DATA FOR THIS EXERCISE
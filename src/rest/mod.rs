use std::net::SocketAddr;

use axum::{routing::get, Router};

use crate::storage::StorageRead;

mod handlers;
mod models;

use handlers::{
    get_repository, health, list_owners, list_repositories, not_found, repository_stats,
};

#[derive(Clone)]
pub struct AppState<S: StorageRead + Clone> {
    pub storage: S,
    pub started_at: std::time::SystemTime,
}

pub fn router<S: StorageRead + Clone + Send + Sync + 'static>(storage: S) -> Router {
    let state = AppState {
        storage,
        started_at: std::time::SystemTime::now(),
    };

    Router::new()
        .route("/health", get(health::<S>))
        .route("/repositories", get(list_repositories::<S>))
        .route("/repositories/:id", get(get_repository::<S>))
        .route("/owners", get(list_owners::<S>))
        .route("/stats", get(repository_stats::<S>))
        .fallback(not_found)
        .with_state(state)
}

pub async fn serve<S: StorageRead + Clone + Send + Sync + 'static>(
    addr: SocketAddr,
    storage: S,
    shutdown: tokio_util::sync::CancellationToken,
) -> anyhow::Result<()> {
    let listener = tokio::net::TcpListener::bind(addr).await?;
    log::info!("🌐 REST service on http://{}", listener.local_addr()?);

    axum::serve(listener, router(storage))
        .with_graceful_shutdown(async move {
            shutdown.cancelled().await;
            log::info!("🛑 REST shutdown requested");
        })
        .await?;
    log::info!("👋 REST server exited");
    Ok(())
}
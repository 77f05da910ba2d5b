use chrono::Utc;

use super::traits::{Result, StorageWrite};
use crate::types::RepositoryRecord;

#[derive(Debug, Clone, Copy, Default, PartialEq, Eq)]
pub struct PersistOutcome {
    pub written: usize,
    pub skipped: usize,
}

/// Upserts `records` one by one under the `owner` label, stamping each row
/// with the time it is written.
///
/// A row that trips a table constraint is logged and skipped. Any other
/// failure means the connection is unusable and is returned to the caller.
pub fn persist<W: StorageWrite + ?Sized>(
    store: &W,
    owner: &str,
    records: &[RepositoryRecord],
) -> Result<PersistOutcome> {
    let mut outcome = PersistOutcome::default();

    for record in records {
        let row = RepositoryRecord {
            owner: owner.to_string(),
            collected_at: Utc::now(),
            ..record.clone()
        };
        match store.upsert_repository(&row) {
            Ok(()) => outcome.written += 1,
            Err(e) if e.is_row_level() => {
                log::warn!("⚠️ skipping repository {} ({}): {}", row.name, row.id, e);
                outcome.skipped += 1;
            }
            Err(e) => return Err(e),
        }
    }

    log::debug!(
        "persisted {} repositories for {} ({} skipped)",
        outcome.written,
        owner,
        outcome.skipped
    );
    Ok(outcome)
}
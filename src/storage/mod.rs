pub mod sink;
pub mod sqlite;
pub mod traits;

pub use sink::{persist, PersistOutcome};
pub use sqlite::SqliteStorage;
pub use traits::{Storage, StorageRead, StorageWrite};
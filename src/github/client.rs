use std::time::Duration;

use anyhow::{ensure, Context as _, Result};
use reqwest::blocking::Client;
use reqwest::header::{HeaderMap, HeaderValue, ACCEPT, AUTHORIZATION, USER_AGENT};
use reqwest::StatusCode;
use serde_json::Value;
use url::Url;

use super::RepoApi;
use crate::types::HarvestError;

pub const DEFAULT_API_URL: &str = "https://api.github.com";
pub const DEFAULT_TIMEOUT: Duration = Duration::from_secs(30);

const ACCEPT_GITHUB_JSON: &str = "application/vnd.github+json";

/// Blocking GitHub REST client. Every request is bounded by the configured
/// timeout; failures are mapped onto [`HarvestError`] and never retried.
pub struct GithubClient {
    http: Client,
    base: Url,
}

impl GithubClient {
    pub fn new(base: Url, token: Option<&str>, timeout: Duration) -> Result<Self> {
        ensure!(
            !base.cannot_be_a_base(),
            "GitHub API base {} cannot carry a path",
            base
        );

        let mut headers = HeaderMap::new();
        headers.insert(ACCEPT, HeaderValue::from_static(ACCEPT_GITHUB_JSON));
        headers.insert(
            USER_AGENT,
            HeaderValue::from_static(concat!("gh-harvest/", env!("CARGO_PKG_VERSION"))),
        );
        if let Some(token) = token.filter(|t| !t.trim().is_empty()) {
            let mut value = HeaderValue::from_str(&format!("Bearer {}", token.trim()))
                .context("GitHub token contains characters not allowed in a header")?;
            value.set_sensitive(true);
            headers.insert(AUTHORIZATION, value);
        }

        let http = Client::builder()
            .default_headers(headers)
            .timeout(timeout)
            .build()
            .context("building HTTP client")?;

        Ok(Self {
            http,
            base: with_trailing_slash(base),
        })
    }

    /// `{base}/users/{owner}/repos`
    pub fn owner_repos_url(&self, owner: &str) -> Url {
        let mut url = self.base.clone();
        // `new` only accepts bases that can be extended with path segments.
        if let Ok(mut segments) = url.path_segments_mut() {
            segments.pop_if_empty().extend(["users", owner, "repos"]);
        }
        url
    }

    /// Generic paged GET: `resource?per_page=N&page=P`, body must be a JSON
    /// array.
    pub fn get_page(&self, resource: &Url, page: u32, per_page: u32) -> Result<Vec<Value>, HarvestError> {
        let response = self
            .http
            .get(resource.clone())
            .query(&[("per_page", per_page), ("page", page)])
            .send()
            .map_err(|e| HarvestError::TransientNetwork {
                page,
                status: e.status().map(|s| s.as_u16()),
                reason: e.to_string(),
            })?;

        let status = response.status();
        if !status.is_success() {
            let body = response.text().unwrap_or_default();
            log::error!(
                "❌ GET {} page {} failed with {}: {}",
                resource,
                page,
                status,
                body.trim()
            );
            return Err(classify_status(status, resource, page, &body));
        }

        let body: Value = response.json().map_err(|e| HarvestError::MalformedPage {
            page,
            reason: e.to_string(),
        })?;
        match body {
            Value::Array(items) => Ok(items),
            other => Err(HarvestError::MalformedPage {
                page,
                reason: format!("expected a JSON array, got {}", json_kind(&other)),
            }),
        }
    }
}

impl RepoApi for GithubClient {
    fn fetch_page(&self, owner: &str, page: u32, per_page: u32) -> Result<Vec<Value>, HarvestError> {
        let resource = self.owner_repos_url(owner);
        self.get_page(&resource, page, per_page)
    }
}

fn classify_status(status: StatusCode, resource: &Url, page: u32, body: &str) -> HarvestError {
    match status {
        StatusCode::UNAUTHORIZED | StatusCode::FORBIDDEN => HarvestError::Auth {
            status: status.as_u16(),
            page,
        },
        StatusCode::NOT_FOUND => HarvestError::NotFound {
            resource: resource.path().trim_start_matches('/').to_string(),
            page,
        },
        _ => HarvestError::TransientNetwork {
            page,
            status: Some(status.as_u16()),
            reason: api_message(body).unwrap_or_else(|| status.to_string()),
        },
    }
}

/// GitHub error bodies look like `{"message": "..."}`.
fn api_message(body: &str) -> Option<String> {
    serde_json::from_str::<Value>(body)
        .ok()?
        .get("message")?
        .as_str()
        .map(str::to_string)
}

fn json_kind(value: &Value) -> &'static str {
    match value {
        Value::Null => "null",
        Value::Bool(_) => "a boolean",
        Value::Number(_) => "a number",
        Value::String(_) => "a string",
        Value::Array(_) => "an array",
        Value::Object(_) => "an object",
    }
}

fn with_trailing_slash(mut url: Url) -> Url {
    if !url.path().ends_with('/') {
        let path = format!("{}/", url.path());
        url.set_path(&path);
    }
    url
}
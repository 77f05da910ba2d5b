use std::fs::{File, OpenOptions};
use std::io::{self, Write};
use std::path::Path;
use std::sync::{Arc, Mutex};

/// Log destination shared by every writer the subscriber hands out: stderr
/// always, plus an append-only file when one is configured.
#[derive(Clone, Default)]
struct LogSink {
    file: Arc<Mutex<Option<File>>>,
}

struct TeeWriter {
    file: Arc<Mutex<Option<File>>>,
}

impl LogSink {
    fn with_file(path: Option<&Path>) -> Self {
        let sink = Self::default();
        if let Some(path) = path {
            match open_append(path) {
                Ok(file) => {
                    if let Ok(mut guard) = sink.file.lock() {
                        *guard = Some(file);
                    }
                }
                Err(e) => eprintln!("cannot open log file {}: {}", path.display(), e),
            }
        }
        sink
    }
}

impl<'a> tracing_subscriber::fmt::MakeWriter<'a> for LogSink {
    type Writer = TeeWriter;

    fn make_writer(&'a self) -> Self::Writer {
        TeeWriter {
            file: self.file.clone(),
        }
    }
}

impl Write for TeeWriter {
    fn write(&mut self, buf: &[u8]) -> io::Result<usize> {
        let written = io::stderr().write(buf)?;
        if let Ok(mut guard) = self.file.lock() {
            if let Some(file) = guard.as_mut() {
                let _ = file.write_all(&buf[..written]);
            }
        }
        Ok(written)
    }

    fn flush(&mut self) -> io::Result<()> {
        io::stderr().flush()?;
        if let Ok(mut guard) = self.file.lock() {
            if let Some(file) = guard.as_mut() {
                let _ = file.flush();
            }
        }
        Ok(())
    }
}

fn open_append(path: &Path) -> io::Result<File> {
    if let Some(parent) = path.parent().filter(|p| !p.as_os_str().is_empty()) {
        std::fs::create_dir_all(parent)?;
    }
    OpenOptions::new().create(true).append(true).open(path)
}

/// Installs the global subscriber. `log` records are forwarded through
/// `tracing-log`; the filter comes from `RUST_LOG` and defaults to `info`.
/// Calling it twice is a no-op.
pub fn init(log_file: Option<&Path>) {
    let _ = tracing_log::LogTracer::init();

    let env_filter = tracing_subscriber::EnvFilter::try_from_default_env()
        .unwrap_or_else(|_| tracing_subscriber::EnvFilter::new("info"));

    let _ = tracing_subscriber::fmt()
        .with_env_filter(env_filter)
        .with_writer(LogSink::with_file(log_file))
        .try_init();
}
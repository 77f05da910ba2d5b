//! End-to-end harvests against an in-process fake of the GitHub REST API,
//! through the real blocking client, SQLite storage and the read API.

use std::collections::HashMap;
use std::sync::atomic::{AtomicU64, AtomicUsize, Ordering};
use std::sync::Arc;
use std::time::Duration;

use axum::{
    body::Body,
    extract::{Path, Query, State},
    http::{HeaderMap, Request, StatusCode},
    response::{IntoResponse, Response},
    routing::get,
    Json, Router,
};
use http_body_util::BodyExt;
use serde_json::{json, Value};
use tempfile::TempDir;
use tower::ServiceExt;
use url::Url;

use crate::cli::Command;
use crate::commands::CommandRunner;
use crate::context::Context;
use crate::github::GithubClient;
use crate::harvest::{HarvestReport, Harvester};
use crate::query::RepositoryView;
use crate::storage::{SqliteStorage, StorageRead};
use crate::types::HarvestError;

const ACME_PAGES: [usize; 2] = [100, 37];

struct FakeGithub {
    requests: AtomicUsize,
    stars: AtomicU64,
    token: Option<String>,
}

impl FakeGithub {
    fn new(token: Option<&str>) -> Arc<Self> {
        Arc::new(Self {
            requests: AtomicUsize::new(0),
            stars: AtomicU64::new(5),
            token: token.map(str::to_string),
        })
    }

    fn requests(&self) -> usize {
        self.requests.load(Ordering::SeqCst)
    }
}

async fn list_repos(
    State(fake): State<Arc<FakeGithub>>,
    Path(owner): Path<String>,
    Query(params): Query<HashMap<String, String>>,
    headers: HeaderMap,
) -> Response {
    fake.requests.fetch_add(1, Ordering::SeqCst);

    if let Some(expected) = &fake.token {
        let sent = headers
            .get("authorization")
            .and_then(|v| v.to_str().ok())
            .unwrap_or_default();
        if sent != format!("Bearer {expected}") {
            return (
                StatusCode::UNAUTHORIZED,
                Json(json!({"message": "Bad credentials"})),
            )
                .into_response();
        }
    }
    assert_eq!(params.get("per_page").map(String::as_str), Some("100"));
    let page: usize = params["page"].parse().unwrap();

    match owner.as_str() {
        "acme" => {
            let index = page - 1;
            let size = ACME_PAGES.get(index).copied().unwrap_or(0);
            let offset: usize = ACME_PAGES.iter().take(index).sum();
            let stars = fake.stars.load(Ordering::SeqCst);
            let items: Vec<Value> = (0..size)
                .map(|i| repo_json((offset + i + 1) as u64, stars))
                .collect();
            Json(items).into_response()
        }
        "flaky" => (
            StatusCode::BAD_GATEWAY,
            Json(json!({"message": "Server Error"})),
        )
            .into_response(),
        _ => (StatusCode::NOT_FOUND, Json(json!({"message": "Not Found"}))).into_response(),
    }
}

fn repo_json(id: u64, stars: u64) -> Value {
    let description = (id % 2 == 1).then_some("tooling");
    let language = (id % 5 != 0).then_some("Rust");
    json!({
        "id": id,
        "name": format!("repo-{id}"),
        "full_name": format!("acme/repo-{id}"),
        "description": description,
        "html_url": format!("https://github.com/acme/repo-{id}"),
        "stargazers_count": stars,
        "forks_count": id % 3,
        "language": language,
        "updated_at": "2024-05-01T10:00:00Z"
    })
}

/// Serves the fake under `/api/v3` so base URLs with a path are exercised.
async fn spawn_fake(fake: Arc<FakeGithub>) -> Url {
    let app = Router::new()
        .route("/api/v3/users/:owner/repos", get(list_repos))
        .with_state(fake);
    let listener = tokio::net::TcpListener::bind("127.0.0.1:0").await.unwrap();
    let addr = listener.local_addr().unwrap();
    tokio::spawn(async move {
        axum::serve(listener, app).await.unwrap();
    });
    Url::parse(&format!("http://{addr}/api/v3")).unwrap()
}

fn temp_db() -> (TempDir, SqliteStorage) {
    let dir = tempfile::tempdir().unwrap();
    let storage = SqliteStorage::new(dir.path().join("gh-harvest.sqlite"));
    storage.init().unwrap();
    (dir, storage)
}

// The blocking client must live and die off the async runtime.
async fn harvest(
    base: Url,
    token: Option<&'static str>,
    storage: SqliteStorage,
    owner: &'static str,
) -> Result<HarvestReport, HarvestError> {
    tokio::task::spawn_blocking(move || {
        let client = GithubClient::new(base, token, Duration::from_secs(5)).unwrap();
        Harvester::new(client, storage).harvest(owner)
    })
    .await
    .unwrap()
}

async fn api_get(storage: SqliteStorage, uri: &str) -> (StatusCode, Value) {
    let response = crate::rest::router(storage)
        .oneshot(Request::builder().uri(uri).body(Body::empty()).unwrap())
        .await
        .unwrap();
    let status = response.status();
    let bytes = response.into_body().collect().await.unwrap().to_bytes();
    (status, serde_json::from_slice(&bytes).unwrap())
}

#[tokio::test]
async fn harvest_walks_every_page_and_serves_the_rows() {
    let fake = FakeGithub::new(None);
    let base = spawn_fake(fake.clone()).await;
    let (_dir, storage) = temp_db();

    let report = harvest(base, None, storage.clone(), "acme").await.unwrap();

    assert_eq!(fake.requests(), 3);
    assert_eq!(report.pages, 2);
    assert_eq!(report.written, 137);
    assert_eq!(report.skipped, 0);

    let (status, body) = api_get(storage.clone(), "/repositories?owner=acme").await;
    assert_eq!(status, StatusCode::OK);
    let mut repos: Vec<RepositoryView> = serde_json::from_value(body).unwrap();
    assert_eq!(repos.len(), 137);
    repos.sort_by_key(|r| r.id);
    assert_eq!(repos[0].url, "https://github.com/acme/repo-1");
    assert_eq!(repos[0].description.as_deref(), Some("tooling"));
    assert_eq!(repos[1].description, None);
    assert_eq!(repos[4].language, None);

    let (status, body) = api_get(storage.clone(), "/repositories/137").await;
    assert_eq!(status, StatusCode::OK);
    assert_eq!(body["url"], "https://github.com/acme/repo-137");

    let (status, body) = api_get(storage, "/owners").await;
    assert_eq!(status, StatusCode::OK);
    assert_eq!(body, json!(["acme"]));
}

#[tokio::test]
async fn reharvest_through_context_updates_rows_in_place() {
    let fake = FakeGithub::new(None);
    let base = spawn_fake(fake.clone()).await;
    let dir = tempfile::tempdir().unwrap();
    let ctx = Context {
        data_dir: dir.path().to_path_buf(),
        api_url: base,
        github_token: None,
        request_timeout: Duration::from_secs(5),
        log_file: None,
        reset: false,
    };
    let storage = SqliteStorage::new(ctx.db_path());
    storage.init().unwrap();

    let run = |ctx: Context, owners: &[&str]| {
        let owners: Vec<String> = owners.iter().map(|o| o.to_string()).collect();
        tokio::task::spawn_blocking(move || Command::Harvest { owners }.run(&ctx))
    };

    run(ctx.clone(), &["acme"]).await.unwrap().unwrap();
    let first = storage.load_repository(1).unwrap().unwrap();
    assert_eq!(first.stars, 5);

    fake.stars.store(9, Ordering::SeqCst);
    // Padded and blank entries as produced by `--owner " acme, "`.
    run(ctx, &[" acme", ""]).await.unwrap().unwrap();

    let rows = storage.list_repositories(&[]).unwrap();
    assert_eq!(rows.len(), 137);
    let second = storage.load_repository(1).unwrap().unwrap();
    assert_eq!(second.stars, 9);
    assert!(second.collected_at > first.collected_at);
    assert_eq!(fake.requests(), 6);
}

#[tokio::test]
async fn unknown_owner_stops_after_first_request_and_writes_nothing() {
    let fake = FakeGithub::new(None);
    let base = spawn_fake(fake.clone()).await;
    let (_dir, storage) = temp_db();

    let err = harvest(base, None, storage.clone(), "ghost").await.unwrap_err();

    match err {
        HarvestError::NotFound { resource, page } => {
            assert_eq!(resource, "api/v3/users/ghost/repos");
            assert_eq!(page, 1);
        }
        other => panic!("unexpected error {other:?}"),
    }
    assert_eq!(fake.requests(), 1);
    assert!(storage.list_repositories(&[]).unwrap().is_empty());

    let (status, body) = api_get(storage, "/owners").await;
    assert_eq!(status, StatusCode::NOT_FOUND);
    assert!(body["message"].is_string());
}

#[tokio::test]
async fn bearer_token_is_sent_and_rejections_are_auth_errors() {
    let fake = FakeGithub::new(Some("s3cret"));
    let base = spawn_fake(fake.clone()).await;
    let (_dir, storage) = temp_db();

    let err = harvest(base.clone(), Some("wrong"), storage.clone(), "acme")
        .await
        .unwrap_err();
    assert!(matches!(err, HarvestError::Auth { status: 401, page: 1 }));
    assert!(storage.list_repositories(&[]).unwrap().is_empty());

    let report = harvest(base, Some("s3cret"), storage, "acme").await.unwrap();
    assert_eq!(report.written, 137);
}

#[tokio::test]
async fn upstream_server_error_is_reported_with_status_and_message() {
    let fake = FakeGithub::new(None);
    let base = spawn_fake(fake.clone()).await;
    let (_dir, storage) = temp_db();

    let err = harvest(base, None, storage, "flaky").await.unwrap_err();

    match err {
        HarvestError::TransientNetwork {
            page,
            status,
            reason,
        } => {
            assert_eq!(page, 1);
            assert_eq!(status, Some(502));
            assert_eq!(reason, "Server Error");
        }
        other => panic!("unexpected error {other:?}"),
    }
}

#[tokio::test]
async fn unreachable_api_is_a_transient_network_error() {
    let (_dir, storage) = temp_db();
    let listener = std::net::TcpListener::bind("127.0.0.1:0").unwrap();
    let addr = listener.local_addr().unwrap();
    drop(listener);
    let base = Url::parse(&format!("http://{addr}")).unwrap();

    let err = harvest(base, None, storage, "acme").await.unwrap_err();
    assert!(matches!(
        err,
        HarvestError::TransientNetwork { page: 1, status: None, .. }
    ));
}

EXERCISE
Read the entries above and find each line holding the word "flaky". Copy it out.

ANSWER SPACE
        "flaky" => (
    let err = harvest(base, None, storage, "flaky").await.unwrap_err();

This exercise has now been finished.